Work task: What is the number of lines in these entries that contain "tokio"? State it alone.

Extracted records:
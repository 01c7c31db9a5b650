//! 实时预览 - 业务能力层
//!
//! 每次作答后刷新预览，但对评分服务的调用做防抖：
//!
//! - 每次 `update` 递增序号，并在静默窗口结束后才真正发请求；
//!   窗口内的新调用让旧的计划作废，旧计划永远不会发出
//! - 发出请求时记录序号为"最近发出"；响应到达时序号不是最近发出的就丢弃，
//!   以发出顺序而不是到达顺序为准
//! - 已发出的请求不会被中断，只会丢弃其结果

use std::sync::{Arc, Mutex, MutexGuard};
use std::time::Duration;

use tokio::task::JoinHandle;
use tracing::{debug, info, warn};

use crate::clients::ScoringApi;
use crate::config::clamp_max_results;
use crate::models::{AnswerSet, ScoringRequest};
use crate::services::icon_resolver::IconResolver;
use crate::services::override_store::OverrideStore;
use crate::services::render_model::{RenderModel, ResultView};

/// `update` 的选项
#[derive(Debug, Clone, Copy, Default, PartialEq, Eq)]
pub struct PreviewOptions {
    /// 会话重置：立即清空为占位提示
    pub reset: bool,
}

impl PreviewOptions {
    pub fn reset() -> Self {
        Self { reset: true }
    }
}

struct PreviewState {
    /// 每次 update / resync / 清空都递增
    sequence: u64,
    /// 最近一次真正发出的请求序号
    latest_issued: u64,
    /// 尚在静默窗口中的计划
    pending: Option<JoinHandle<()>>,
    max_results: u32,
    last_answers: AnswerSet,
    display: RenderModel,
}

struct Shared {
    api: Arc<dyn ScoringApi>,
    overrides: Arc<OverrideStore>,
    view: Arc<dyn ResultView>,
    icons: IconResolver,
    debounce: Duration,
    state: Mutex<PreviewState>,
}

/// 实时预览控制器
///
/// 克隆后共享同一份状态
#[derive(Clone)]
pub struct LivePreviewController {
    shared: Arc<Shared>,
}

impl LivePreviewController {
    pub fn new(
        api: Arc<dyn ScoringApi>,
        overrides: Arc<OverrideStore>,
        view: Arc<dyn ResultView>,
        icons: IconResolver,
        debounce: Duration,
        max_results: u32,
    ) -> Self {
        Self {
            shared: Arc::new(Shared {
                api,
                overrides,
                view,
                icons,
                debounce,
                state: Mutex::new(PreviewState {
                    sequence: 0,
                    latest_issued: 0,
                    pending: None,
                    max_results: clamp_max_results(max_results),
                    last_answers: AnswerSet::new(),
                    display: RenderModel::Placeholder,
                }),
            }),
        }
    }

    /// 答案变化后调用，不阻塞调用方
    pub fn update(&self, answers: &AnswerSet, options: PreviewOptions) {
        let mut state = self.shared.lock();
        state.last_answers = answers.clone();

        if options.reset || answers.is_empty() {
            self.shared.clear(&mut state);
            return;
        }

        cancel_pending(&mut state);
        state.sequence += 1;
        let sequence = state.sequence;
        debug!("预览请求 #{} 已计划, {} 个答案", sequence, answers.len());

        let shared = Arc::clone(&self.shared);
        let answers = answers.clone();
        state.pending = Some(tokio::spawn(async move {
            tokio::time::sleep(shared.debounce).await;
            shared.fire_scheduled(sequence, answers).await;
        }));
    }

    /// 跳过静默窗口立即请求，用于视图重新可见时
    pub fn resync(&self, answers: &AnswerSet) {
        let mut state = self.shared.lock();
        state.last_answers = answers.clone();

        if answers.is_empty() {
            self.shared.clear(&mut state);
            return;
        }

        cancel_pending(&mut state);
        state.sequence += 1;
        let sequence = state.sequence;
        let request = self.shared.issue(&mut state, sequence, answers.clone());
        drop(state);

        info!("🔄 预览立即同步 #{}", sequence);
        let shared = Arc::clone(&self.shared);
        tokio::spawn(async move {
            shared.fetch(sequence, request).await;
        });
    }

    /// 用最近一次的答案立即同步
    pub fn resync_last(&self) {
        let answers = self.shared.lock().last_answers.clone();
        self.resync(&answers);
    }

    pub fn set_max_results(&self, max_results: u32) {
        self.shared.lock().max_results = clamp_max_results(max_results);
    }

    pub fn max_results(&self) -> u32 {
        self.shared.lock().max_results
    }

    /// 当前预览显示的内容
    pub fn display(&self) -> RenderModel {
        self.shared.lock().display.clone()
    }

    /// 最近一次发出的请求序号
    pub fn latest_issued(&self) -> u64 {
        self.shared.lock().latest_issued
    }

    pub fn has_pending(&self) -> bool {
        self.shared
            .lock()
            .pending
            .as_ref()
            .is_some_and(|handle| !handle.is_finished())
    }
}

fn cancel_pending(state: &mut PreviewState) {
    if let Some(handle) = state.pending.take() {
        handle.abort();
    }
}

impl Shared {
    fn lock(&self) -> MutexGuard<'_, PreviewState> {
        self.state.lock().unwrap_or_else(|e| e.into_inner())
    }

    /// 清空为占位提示，同时让计划中和已发出的请求全部作废
    fn clear(&self, state: &mut PreviewState) {
        cancel_pending(state);
        state.sequence += 1;
        state.latest_issued = state.sequence;
        debug!("预览已清空 (序号 {})", state.sequence);
        self.render(state, RenderModel::Placeholder);
    }

    /// 记录发出的序号并合并覆盖数据
    fn issue(&self, state: &mut PreviewState, sequence: u64, answers: AnswerSet) -> ScoringRequest {
        state.latest_issued = sequence;
        ScoringRequest::new(answers, state.max_results, self.overrides.current())
    }

    async fn fire_scheduled(&self, sequence: u64, answers: AnswerSet) {
        let request = {
            let mut state = self.lock();
            if state.sequence != sequence {
                debug!("预览请求 #{} 已被取代，不发出", sequence);
                return;
            }
            // 之后的 update 不能再中断这个已发出的请求
            state.pending = None;
            self.issue(&mut state, sequence, answers)
        };
        self.fetch(sequence, request).await;
    }

    async fn fetch(&self, sequence: u64, request: ScoringRequest) {
        debug!("发出预览请求 #{}", sequence);
        let result = self.api.recommend(&request).await;

        let mut state = self.lock();
        if state.latest_issued != sequence {
            debug!(
                "丢弃过期的预览响应 #{} (最近发出 #{})",
                sequence, state.latest_issued
            );
            return;
        }

        let model = match result {
            Ok(items) => {
                debug!("预览响应 #{}: {} 条推荐", sequence, items.len());
                RenderModel::from_items(&items, &self.icons)
            }
            Err(e) => {
                warn!("⚠️ 预览请求 #{} 失败: {}", sequence, e);
                RenderModel::NoResults
            }
        };
        self.render(&mut state, model);
    }

    fn render(&self, state: &mut PreviewState, model: RenderModel) {
        self.view.show_preview(&model);
        state.display = model;
    }
}
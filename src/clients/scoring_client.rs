/// 评分服务客户端
///
/// 封装所有与评分服务相关的 HTTP 调用
use async_trait::async_trait;
use serde::de::DeserializeOwned;
use serde::{Deserialize, Serialize};
use tracing::debug;

use crate::config::Config;
use crate::error::ApiError;
use crate::models::{OverridePayload, Question, RecommendationItem, ScoringRequest};

/// 提交覆盖数据提案后的回执
#[derive(Debug, Clone, PartialEq, Eq, Serialize, Deserialize)]
pub struct ProposalReceipt {
    pub status: String,
    #[serde(default)]
    pub proposal: Option<String>,
    #[serde(default)]
    pub message: Option<String>,
}

/// 评分服务能力
///
/// 会话和实时预览只依赖这个 trait，测试时可替换为内存实现
#[async_trait]
pub trait ScoringApi: Send + Sync {
    /// 拉取题目列表
    async fn fetch_questions(&self) -> Result<Vec<Question>, ApiError>;

    /// 请求推荐结果
    async fn recommend(&self, request: &ScoringRequest)
        -> Result<Vec<RecommendationItem>, ApiError>;

    /// 拉取官方英雄数据
    async fn fetch_champions(&self) -> Result<OverridePayload, ApiError>;

    /// 提交覆盖数据提案
    async fn submit_proposal(&self, payload: &OverridePayload)
        -> Result<ProposalReceipt, ApiError>;
}

/// 基于 reqwest 的评分服务客户端
pub struct ScoringClient {
    http: reqwest::Client,
    base_url: String,
}

impl ScoringClient {
    /// 创建新的评分服务客户端
    pub fn new(config: &Config) -> Self {
        Self {
            http: reqwest::Client::new(),
            base_url: config.api_base_url.trim_end_matches('/').to_string(),
        }
    }

    fn endpoint(&self, path: &str) -> String {
        format!("{}/{}", self.base_url, path)
    }

    /// 检查状态码并解析 JSON
    async fn decode<T: DeserializeOwned>(
        endpoint: &str,
        response: reqwest::Response,
    ) -> Result<T, ApiError> {
        let status = response.status();
        if !status.is_success() {
            return Err(ApiError::BadStatus {
                endpoint: endpoint.to_string(),
                status: status.as_u16(),
            });
        }
        let body = response
            .bytes()
            .await
            .map_err(|e| ApiError::request_failed(endpoint, e))?;
        serde_json::from_slice(&body).map_err(|e| ApiError::json_parse_failed(endpoint, e))
    }

    async fn get_json<T: DeserializeOwned>(&self, path: &str) -> Result<T, ApiError> {
        let endpoint = self.endpoint(path);
        debug!("GET {}", endpoint);

        let response = self
            .http
            .get(&endpoint)
            .send()
            .await
            .map_err(|e| ApiError::request_failed(&endpoint, e))?;

        Self::decode(&endpoint, response).await
    }

    async fn post_json<B: Serialize + ?Sized, T: DeserializeOwned>(
        &self,
        path: &str,
        body: &B,
    ) -> Result<T, ApiError> {
        let endpoint = self.endpoint(path);
        debug!("POST {}", endpoint);

        let response = self
            .http
            .post(&endpoint)
            .json(body)
            .send()
            .await
            .map_err(|e| ApiError::request_failed(&endpoint, e))?;

        Self::decode(&endpoint, response).await
    }
}

#[async_trait]
impl ScoringApi for ScoringClient {
    async fn fetch_questions(&self) -> Result<Vec<Question>, ApiError> {
        self.get_json("questions").await
    }

    async fn recommend(
        &self,
        request: &ScoringRequest,
    ) -> Result<Vec<RecommendationItem>, ApiError> {
        debug!(
            "评分请求: {} 个答案, max_results={}, 覆盖数据: {}",
            request.answers.len(),
            request.max_results,
            request.payload.as_ref().map_or(0, |p| p.len())
        );
        self.post_json("recommend", request).await
    }

    async fn fetch_champions(&self) -> Result<OverridePayload, ApiError> {
        self.get_json("api/champions").await
    }

    async fn submit_proposal(
        &self,
        payload: &OverridePayload,
    ) -> Result<ProposalReceipt, ApiError> {
        self.post_json("api/champions", payload).await
    }
}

Written solution: 4